Speaking with Uproxx, Vaughn revealed why he left the project:
“…the reason I bailed out of [X-Men: Days of Future Past] is two things: First, I respect Bryan Singer hugely and X-Men is Bryan’s world and I feel he let me play in his sandbox. I enjoyed it, but it wasn’t my sandbox. I wanted my own sandbox. And, second, I didn’t want to do Days of Future Past next. I felt that one should be in a trilogy and Days of Future Past should be the finale of that story. I would have done a film in-between where you meet the young Wolverine and a new character, and then Days of Future Past became the young Wolverine and the old Wolverine and just really blow it out.”
Looking back on the series as a whole, I have to agree with him. X-Men: Days of Future Past felt like it should have been the capper to a trilogy of films rather than the second film in a second trilogy. Had we had one more film to see James McAvoy and Michael Fassbender in their roles as Xavier and Magneto, it would have made the cross-cutting between them and the older cast much more impactful.
Of course, this is us looking back on something in hindsight.
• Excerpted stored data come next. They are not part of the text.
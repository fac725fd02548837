//! Gaff step — one stage of a scripted scenario
//!
//! ```text
//! Pending ──► Waiting ──► Ready ──► Applied ──► Verified
//!               ▲  │                   │
//!               └──┘ (per tick)        └──► Failed
//! ```

use serde::{Deserialize, Serialize};

use crate::condition::{ConditionContext, ResultCondition, StepCondition};
use crate::decision::{Decision, DecisionMaker};
use crate::error::GaffError;
use crate::provider::OutcomeProvider;
use gf_stage::GameOutcome;

/// Lifecycle state of a step inside a running sequence
#[derive(Debug, Clone, Copy, PartialEq, Eq, Hash, Serialize, Deserialize)]
#[serde(rename_all = "snake_case")]
pub enum StepState {
    /// Not yet evaluated
    Pending,
    /// Step conditions unmet; re-evaluated on the next tick
    Waiting,
    /// Step conditions met
    Ready,
    /// Decision makers applied; waiting for the constrained game
    Applied,
    /// Result conditions held
    Verified,
    /// A decision maker or result condition failed
    Failed,
}

/// A named step: preconditions, decision makers, postconditions
#[derive(Debug, Clone, PartialEq, Eq, Serialize, Deserialize)]
pub struct GaffStep {
    pub name: String,
    #[serde(default)]
    pub decision_makers: Vec<DecisionMaker>,
    #[serde(default)]
    pub result_conditions: Vec<ResultCondition>,
    #[serde(default)]
    pub step_conditions: Vec<StepCondition>,
}

impl GaffStep {
    pub fn new(name: impl Into<String>) -> Self {
        Self {
            name: name.into(),
            decision_makers: Vec::new(),
            result_conditions: Vec::new(),
            step_conditions: Vec::new(),
        }
    }

    /// Builder: add a decision maker (applied in insertion order)
    pub fn decide(mut self, maker: DecisionMaker) -> Self {
        self.decision_makers.push(maker);
        self
    }

    /// Builder: add a result condition
    pub fn expect(mut self, condition: ResultCondition) -> Self {
        self.result_conditions.push(condition);
        self
    }

    /// Builder: add a step condition
    pub fn when(mut self, condition: StepCondition) -> Self {
        self.step_conditions.push(condition);
        self
    }

    /// Step conditions that do not hold right now
    pub fn unmet_conditions(&self, ctx: &ConditionContext<'_>) -> Vec<&StepCondition> {
        self.step_conditions
            .iter()
            .filter(|c| !c.is_satisfied(ctx))
            .collect()
    }

    pub fn is_ready(&self, ctx: &ConditionContext<'_>) -> bool {
        self.step_conditions.iter().all(|c| c.is_satisfied(ctx))
    }

    /// Nothing to apply: results are checked against the latest game
    pub fn is_passive(&self) -> bool {
        self.decision_makers.is_empty()
    }

    /// Apply decision makers in order; the first failure aborts
    ///
    /// A failure clears every pin placed so far, so the next draw is not
    /// forced by a half-applied step.
    pub fn apply<P: OutcomeProvider + ?Sized>(
        &self,
        provider: &mut P,
    ) -> Result<Vec<Decision>, GaffError> {
        let mut decisions = Vec::with_capacity(self.decision_makers.len());
        for maker in &self.decision_makers {
            match maker.apply(provider) {
                Ok(decision) => decisions.push(decision),
                Err(e) => {
                    provider.clear_pins();
                    return Err(e);
                }
            }
        }
        Ok(decisions)
    }

    /// Check every result condition against the outcome
    pub fn verify(&self, outcome: &GameOutcome) -> Result<(), GaffError> {
        match self
            .result_conditions
            .iter()
            .find(|c| !c.is_satisfied(outcome))
        {
            Some(condition) => Err(GaffError::ResultUnmet {
                condition: format!("{condition} (game {})", outcome.game_number),
            }),
            None => Ok(()),
        }
    }

    /// Reject step definitions no device could run
    pub fn validate(&self) -> Result<(), String> {
        if self.name.trim().is_empty() {
            return Err("step name is empty".to_string());
        }
        for maker in &self.decision_makers {
            maker
                .validate()
                .map_err(|e| format!("step '{}': {e}", self.name))?;
        }
        Ok(())
    }
}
At this point, it’s easy for us to see this as a fact, but following Days of Future Past, capping things off with the one and only Apocalypse seemed quite fitting. At the end of the day, this does very much remind me how amazing of a storyteller Matthew Vaughn is, and how much he really brought to the table for the X-Men franchise.
We’ll have to wait and see if Simon Kinberg is able to help raise up the franchise once again after the disappointing X-Men: Apocalypse.